BEGIN Given records

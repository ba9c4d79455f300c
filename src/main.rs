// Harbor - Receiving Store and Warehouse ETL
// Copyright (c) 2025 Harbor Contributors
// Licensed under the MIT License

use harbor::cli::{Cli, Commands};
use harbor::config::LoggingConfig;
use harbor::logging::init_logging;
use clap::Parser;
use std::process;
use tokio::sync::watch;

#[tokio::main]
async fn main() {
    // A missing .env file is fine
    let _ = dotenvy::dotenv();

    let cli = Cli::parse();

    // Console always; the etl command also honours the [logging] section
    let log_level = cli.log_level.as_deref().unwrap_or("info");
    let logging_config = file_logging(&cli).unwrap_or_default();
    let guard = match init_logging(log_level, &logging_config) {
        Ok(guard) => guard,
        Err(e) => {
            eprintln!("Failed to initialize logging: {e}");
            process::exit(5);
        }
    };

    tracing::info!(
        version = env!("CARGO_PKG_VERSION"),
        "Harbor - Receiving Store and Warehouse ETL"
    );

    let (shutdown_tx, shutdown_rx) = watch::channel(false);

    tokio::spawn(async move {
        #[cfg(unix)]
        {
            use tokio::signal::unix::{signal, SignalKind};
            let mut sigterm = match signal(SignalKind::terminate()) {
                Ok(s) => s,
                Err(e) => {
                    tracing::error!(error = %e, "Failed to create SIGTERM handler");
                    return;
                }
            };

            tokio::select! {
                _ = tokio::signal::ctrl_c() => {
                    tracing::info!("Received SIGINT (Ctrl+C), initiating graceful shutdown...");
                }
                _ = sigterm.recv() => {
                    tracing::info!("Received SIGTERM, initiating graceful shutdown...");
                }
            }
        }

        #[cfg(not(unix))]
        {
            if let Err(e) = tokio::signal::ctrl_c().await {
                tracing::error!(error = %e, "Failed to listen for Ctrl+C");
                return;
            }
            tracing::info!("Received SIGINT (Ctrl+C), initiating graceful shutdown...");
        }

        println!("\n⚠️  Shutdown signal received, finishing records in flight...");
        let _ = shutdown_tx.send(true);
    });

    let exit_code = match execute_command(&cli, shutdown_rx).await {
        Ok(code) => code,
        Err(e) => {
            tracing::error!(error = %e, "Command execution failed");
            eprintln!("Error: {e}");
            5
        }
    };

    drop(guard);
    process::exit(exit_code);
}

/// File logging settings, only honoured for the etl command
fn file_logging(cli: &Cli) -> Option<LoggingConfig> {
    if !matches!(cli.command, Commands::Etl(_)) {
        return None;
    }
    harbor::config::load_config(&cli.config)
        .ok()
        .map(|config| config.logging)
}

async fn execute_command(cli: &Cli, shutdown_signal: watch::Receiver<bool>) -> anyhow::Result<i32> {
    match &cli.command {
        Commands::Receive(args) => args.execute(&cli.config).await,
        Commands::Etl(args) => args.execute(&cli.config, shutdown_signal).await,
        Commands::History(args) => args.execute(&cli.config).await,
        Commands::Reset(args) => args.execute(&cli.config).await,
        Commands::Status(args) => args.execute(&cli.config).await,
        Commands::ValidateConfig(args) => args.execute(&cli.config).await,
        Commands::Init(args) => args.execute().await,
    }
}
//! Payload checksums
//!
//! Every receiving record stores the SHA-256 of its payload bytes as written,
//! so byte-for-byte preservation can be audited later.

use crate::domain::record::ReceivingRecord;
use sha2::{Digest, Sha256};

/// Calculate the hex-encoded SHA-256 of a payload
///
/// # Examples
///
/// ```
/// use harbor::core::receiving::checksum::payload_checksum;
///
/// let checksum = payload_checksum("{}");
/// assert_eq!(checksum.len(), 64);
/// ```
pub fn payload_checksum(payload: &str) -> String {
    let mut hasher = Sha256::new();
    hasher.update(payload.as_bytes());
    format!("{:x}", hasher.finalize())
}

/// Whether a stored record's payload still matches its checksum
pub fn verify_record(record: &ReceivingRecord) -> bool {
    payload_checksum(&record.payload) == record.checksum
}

END Given records

Exercise prompt>
Output exactly the lines above, from the one holding "pub fn verify_record(record: &ReceivingRecord)" through the end of the data, including the first and last.

Written answer>
pub fn verify_record(record: &ReceivingRecord) -> bool {
    payload_checksum(&record.payload) == record.checksum
}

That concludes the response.